What does any of this have to do with simplicity?

Living and working in close proximity to other people, and building intentional community with them, simplifies things because you can pool resources of time and energy, tools and materials, emotional strength and physical skills.

“Many hands make light work.” (John Heywood, 1546)

Cocooning with just our nuclear family on the back deck while the front porch remains unused isolates and limits us. You don’t have to reinvent the wheel—you can ask your neighbor if you can borrow his wheel. And, even though we are sturdy, self-reliant Americans, we don’t have to do everything alone in this increasingly cold-climate culture:

  • The Amish and other “plain living” subcultures excel at the principle of collaboration, with their barn-raisings and other community activities.[4] [5]
  • Busy yuppies Niall Williams and Christine Breen experience the beauty of community and collaboration when they move from Manhattan to rural Ireland and work side-by-side with their neighbors on their farm.[6]
  • In The Way (2010, Directed by Emilio Estevez), a man grieves the death of his son, and also honors his son’s memory, by walking the historic “el camino de Santiago” (“the way of St. James) in France and Spain. On the journey he discovers the beauty of community and collaboration.

I’ll finish with a little anecdote from my own neighborhood. A friend who lives nearby was over at my house putting the finishing touches on some electrical work he had very kindly done for me.

As he was leaving, he said, “I think I’ll take my ladder home with me today, because I’ll need it for a project I have to do at my house.”

“Okay,” I said.

Then, after a moment’s thought, I said, “I think that ladder might be mine.”

“Hm,” he said, furrowing his brow. “Are you sure?”

We went to look at the ladder. It had been back and forth between his house and my house so often in recent months that neither of us could remember whose ladder it actually was!

He took it and used it for whatever it was he was working on, and I think it’s in my garage at the moment.
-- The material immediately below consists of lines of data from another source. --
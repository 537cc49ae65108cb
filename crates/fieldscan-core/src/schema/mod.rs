//! Field schema: the data-driven definition of every extractable field.

pub mod aliases;

pub use aliases::{AliasEntry, AliasHit, AliasIndex, normalize_label};

use std::collections::HashSet;
use std::path::Path;

use regex::{Regex, RegexBuilder};
use serde::{Deserialize, Serialize};
use tracing::debug;

use crate::error::{Result, SchemaError};
use crate::models::{Candidate, Provenance};
use crate::rules::{ValidationRules, Validator, ValueType};

/// Built-in insurance document schema.
const BUILTIN_SCHEMA: &str = include_str!("../../schemas/insurance.json");

/// Serialized form of a schema.
#[derive(Debug, Clone, PartialEq, Serialize, Deserialize)]
pub struct SchemaSpec {
    pub fields: Vec<FieldSpec>,
}

/// Serialized form of one field.
#[derive(Debug, Clone, PartialEq, Serialize, Deserialize)]
pub struct FieldSpec {
    pub id: String,
    pub name: String,
    pub value_type: ValueType,
    pub aliases: Vec<String>,
    #[serde(default)]
    pub patterns: Vec<String>,
    #[serde(default, skip_serializing_if = "Option::is_none")]
    pub value_shape: Option<String>,
    #[serde(default)]
    pub rules: ValidationRules,
}

/// A compiled regex bound to one field.
#[derive(Debug, Clone)]
pub struct Pattern {
    /// Position in the field's pattern list; 0 is the most specific.
    pub priority: usize,
    pub regex: Regex,
}

/// Immutable definition of one field.
#[derive(Debug, Clone)]
pub struct FieldDefinition {
    pub id: String,
    pub name: String,
    pub aliases: Vec<String>,
    pub value_type: ValueType,
    pub patterns: Vec<Pattern>,
    shape: Regex,
    custom_shape: bool,
    validator: Validator,
}

impl FieldDefinition {
    fn from_spec(spec: FieldSpec) -> std::result::Result<Self, SchemaError> {
        if spec.aliases.iter().all(|a| a.trim().is_empty()) {
            return Err(SchemaError::NoAliases(spec.id));
        }
        spec.rules
            .check()
            .map_err(|reason| SchemaError::InvalidRules {
                field: spec.id.clone(),
                reason,
            })?;

        let mut patterns = Vec::with_capacity(spec.patterns.len());
        for (priority, source) in spec.patterns.iter().enumerate() {
            let regex = RegexBuilder::new(source)
                .case_insensitive(true)
                .multi_line(true)
                .build()
                .map_err(|e| SchemaError::InvalidPattern {
                    field: spec.id.clone(),
                    index: priority,
                    source: e,
                })?;
            patterns.push(Pattern { priority, regex });
        }

        let (shape, custom_shape) = match &spec.value_shape {
            Some(source) => {
                let regex = RegexBuilder::new(source)
                    .case_insensitive(true)
                    .build()
                    .map_err(|e| SchemaError::InvalidShape {
                        field: spec.id.clone(),
                        source: e,
                    })?;
                (regex, true)
            }
            None => (spec.value_type.default_shape().clone(), false),
        };

        Ok(Self {
            validator: Validator::new(spec.value_type, spec.rules),
            id: spec.id,
            name: spec.name,
            aliases: spec.aliases,
            value_type: spec.value_type,
            patterns,
            shape,
            custom_shape,
        })
    }

    /// Regex a value token of this field looks like.
    pub fn shape(&self) -> &Regex {
        &self.shape
    }

    pub fn validator(&self) -> &Validator {
        &self.validator
    }

    /// Validate `raw` and wrap it as a candidate of this field.
    ///
    /// Returns `None` when the validator rejects the text. This is the only
    /// place passes turn text into candidates.
    pub fn candidate(
        &self,
        raw: &str,
        confidence: f32,
        provenance: Provenance,
        page: u32,
        offset: usize,
    ) -> Option<Candidate> {
        let value = self.validator.clean(raw)?;
        let (low, high) = provenance.confidence_range();
        Some(Candidate {
            field: self.id.clone(),
            raw: raw.trim().to_string(),
            value,
            confidence: confidence.clamp(low, high),
            provenance,
            page,
            offset,
            label: None,
            pattern: None,
            context: String::new(),
        })
    }

    /// First value-shaped token in `text` that passes validation.
    ///
    /// A match must cover whole tokens: a shape match that starts or ends
    /// inside an alphanumeric run ("ABC" out of "ABC12345") is skipped.
    /// Returns the token's byte offset in `text`, the raw token and the
    /// cleaned value.
    pub fn first_value<'t>(&self, text: &'t str) -> Option<(usize, &'t str, String)> {
        self.shape
            .find_iter(text)
            .filter(|m| is_whole_token(text, m.start(), m.end()))
            .find_map(|m| {
                self.validator
                    .clean(m.as_str())
                    .map(|value| (m.start(), m.as_str(), value))
            })
    }

    /// Serializable form, for display and export.
    pub fn to_spec(&self) -> FieldSpec {
        FieldSpec {
            id: self.id.clone(),
            name: self.name.clone(),
            value_type: self.value_type,
            aliases: self.aliases.clone(),
            patterns: self
                .patterns
                .iter()
                .map(|p| p.regex.as_str().to_string())
                .collect(),
            value_shape: self
                .custom_shape
                .then(|| self.shape.as_str().to_string()),
            rules: self.validator.rules().clone(),
        }
    }
}

// No alphanumeric character directly before `start` or after `end`.
fn is_whole_token(text: &str, start: usize, end: usize) -> bool {
    let before = text[..start].chars().next_back();
    let after = text[end..].chars().next();
    !before.is_some_and(char::is_alphanumeric) && !after.is_some_and(char::is_alphanumeric)
}

/// The full set of field definitions plus the alias index.
///
/// Read-only after construction and shared across workers.
#[derive(Debug, Clone)]
pub struct FieldSchema {
    fields: Vec<FieldDefinition>,
    aliases: AliasIndex,
}

impl FieldSchema {
    /// The built-in insurance schema.
    pub fn builtin() -> std::result::Result<Self, SchemaError> {
        Self::from_json(BUILTIN_SCHEMA)
    }

    /// Parse and compile a schema from JSON.
    pub fn from_json(json: &str) -> std::result::Result<Self, SchemaError> {
        let spec: SchemaSpec = serde_json::from_str(json)?;
        Self::from_spec(spec)
    }

    /// Load a schema from a JSON file.
    pub fn from_file(path: &Path) -> Result<Self> {
        let content = std::fs::read_to_string(path)?;
        let schema = Self::from_json(&content)?;
        debug!("Loaded schema with {} fields from {}", schema.len(), path.display());
        Ok(schema)
    }

    /// Compile a schema, validating it as a whole.
    pub fn from_spec(spec: SchemaSpec) -> std::result::Result<Self, SchemaError> {
        if spec.fields.is_empty() {
            return Err(SchemaError::Empty);
        }

        let mut seen = HashSet::new();
        for field in &spec.fields {
            if !seen.insert(field.id.as_str()) {
                return Err(SchemaError::DuplicateField(field.id.clone()));
            }
        }

        let fields = spec
            .fields
            .into_iter()
            .map(FieldDefinition::from_spec)
            .collect::<std::result::Result<Vec<_>, _>>()?;

        let aliases = AliasIndex::build(
            fields
                .iter()
                .enumerate()
                .map(|(idx, f)| (idx, f.aliases.iter().map(String::as_str))),
        );

        Ok(Self { fields, aliases })
    }

    /// Definition of a field by id.
    pub fn lookup(&self, field_id: &str) -> Option<&FieldDefinition> {
        self.fields.iter().find(|f| f.id == field_id)
    }

    /// Position of a field in schema order.
    pub fn index_of(&self, field_id: &str) -> Option<usize> {
        self.fields.iter().position(|f| f.id == field_id)
    }

    pub fn field(&self, index: usize) -> &FieldDefinition {
        &self.fields[index]
    }

    /// Fields in schema order.
    pub fn fields(&self) -> &[FieldDefinition] {
        &self.fields
    }

    /// Field ids in schema order.
    pub fn ids(&self) -> impl Iterator<Item = &str> {
        self.fields.iter().map(|f| f.id.as_str())
    }

    pub fn aliases(&self) -> &AliasIndex {
        &self.aliases
    }

    pub fn len(&self) -> usize {
        self.fields.len()
    }

    pub fn is_empty(&self) -> bool {
        self.fields.is_empty()
    }

    pub fn to_spec(&self) -> SchemaSpec {
        SchemaSpec {
            fields: self.fields.iter().map(FieldDefinition::to_spec).collect(),
        }
    }
}

#[cfg(test)]
mod tests {
    use super::*;
    use pretty_assertions::assert_eq;

    #[test]
    fn test_builtin_schema() {
        let schema = FieldSchema::builtin().unwrap();
        assert_eq!(schema.len(), 15);
        assert_eq!(schema.ids().next(), Some("policy_no"));

        let policy = schema.lookup("policy_no").unwrap();
        assert_eq!(policy.value_type, ValueType::Code);
        assert!(!policy.patterns.is_empty());
        assert!(schema.lookup("missing_field").is_none());
    }

    #[test]
    fn test_candidate_validates() {
        let schema = FieldSchema::builtin().unwrap();
        let premium = schema.lookup("total_premium").unwrap();

        let c = premium
            .candidate("Rs. 12,345.00", 0.95, Provenance::Direct, 1, 10)
            .unwrap();
        assert_eq!(c.value, "12345.00");
        assert_eq!(c.raw, "Rs. 12,345.00");
        assert!(premium.candidate("N/A", 0.95, Provenance::Direct, 1, 0).is_none());
    }

    #[test]
    fn test_candidate_confidence_clamped_to_tier() {
        let schema = FieldSchema::builtin().unwrap();
        let policy = schema.lookup("policy_no").unwrap();
        let c = policy
            .candidate("ABC12345", 0.95, Provenance::Table, 1, 0)
            .unwrap();
        assert_eq!(c.confidence, 0.79);
    }

    #[test]
    fn test_first_value_skips_invalid_tokens() {
        let schema = FieldSchema::builtin().unwrap();
        let policy = schema.lookup("policy_no").unwrap();
        let (offset, raw, value) = policy.first_value("Number ABC-98765 issued").unwrap();
        assert_eq!(offset, 7);
        assert_eq!(raw, "ABC-98765");
        assert_eq!(value, "ABC-98765");
    }

    #[test]
    fn test_first_value_needs_whole_tokens() {
        let schema = FieldSchema::builtin().unwrap();
        let insured = schema.lookup("insured_name").unwrap();

        assert_eq!(insured.first_value("ABC12345"), None);
        assert_eq!(insured.first_value("2nd Floor"), None);
        let (offset, raw, value) = insured.first_value("ABC123 John Doe").unwrap();
        assert_eq!((offset, raw), (7, "John Doe"));
        assert_eq!(value, "John Doe");

        let premium = schema.lookup("total_premium").unwrap();
        assert_eq!(premium.first_value("MA3EXA 1,200.00").unwrap().1, "1,200.00");
    }

    #[test]
    fn test_rejects_duplicate_ids() {
        let json = r#"{"fields": [
            {"id": "a", "name": "A", "value_type": "code", "aliases": ["a no"]},
            {"id": "a", "name": "A2", "value_type": "code", "aliases": ["a ref"]}
        ]}"#;
        assert!(matches!(
            FieldSchema::from_json(json),
            Err(SchemaError::DuplicateField(id)) if id == "a"
        ));
    }

    #[test]
    fn test_rejects_bad_pattern() {
        let json = r#"{"fields": [
            {"id": "a", "name": "A", "value_type": "code", "aliases": ["a no"],
             "patterns": ["a no: (["]}
        ]}"#;
        assert!(matches!(
            FieldSchema::from_json(json),
            Err(SchemaError::InvalidPattern { index: 0, .. })
        ));
    }

    #[test]
    fn test_rejects_empty_schema_and_aliases() {
        assert!(matches!(
            FieldSchema::from_json(r#"{"fields": []}"#),
            Err(SchemaError::Empty)
        ));
        let json = r#"{"fields": [{"id": "a", "name": "A", "value_type": "text", "aliases": []}]}"#;
        assert!(matches!(
            FieldSchema::from_json(json),
            Err(SchemaError::NoAliases(_))
        ));
    }

    #[test]
    fn test_malformed_json() {
        assert!(matches!(
            FieldSchema::from_json("{not json"),
            Err(SchemaError::Parse(_))
        ));
    }

    #[test]
    fn test_spec_round_trip_preserves_fields() {
        let schema = FieldSchema::builtin().unwrap();
        let json = serde_json::to_string(&schema.to_spec()).unwrap();
        let reloaded = FieldSchema::from_json(&json).unwrap();
        assert_eq!(reloaded.to_spec(), schema.to_spec());
    }
}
“Any culture emphasizing productivity cannot allow us to spend much time socializing.” (Susan K. Rowland Make Room for God)


[1] The Lonely American: Drifting Apart in the Twenty-first Century by Jacqueline Olds and Richard S. Schwartz (2009).

[2] Social Clear Cutting: Can Our Social Media Behaviors Destroy Our Social Environment?” This is a very good post by author Kristen Lamb. She writes passionately about the need to forge real connections with other people. Her target audience is other authors attempting to construct social platforms to promote their creative work, but her articles and books (We Are Not Alone: The Writer’s Guide to Social Media and Are You There, Blog? It’s Me, Writer) still speak to anyone disillusioned by online social media and searching for rewarding interactions online.

[3] Foreign to Familiar: A Guide to Understanding Hot- and Cold-Climate Cultures by Sarah Lanier (2000)

[4] Plain and Simple: A Woman’s Journey to the Amish by Sue Bender (1989)

[6] O Come Ye Back to Ireland by Niall Williams and Christine Breen (1987)

Principle 6: Vigilance

My Teetering Inbox

Pay attention to what is happening in your life. Maintain focus on what is truly important.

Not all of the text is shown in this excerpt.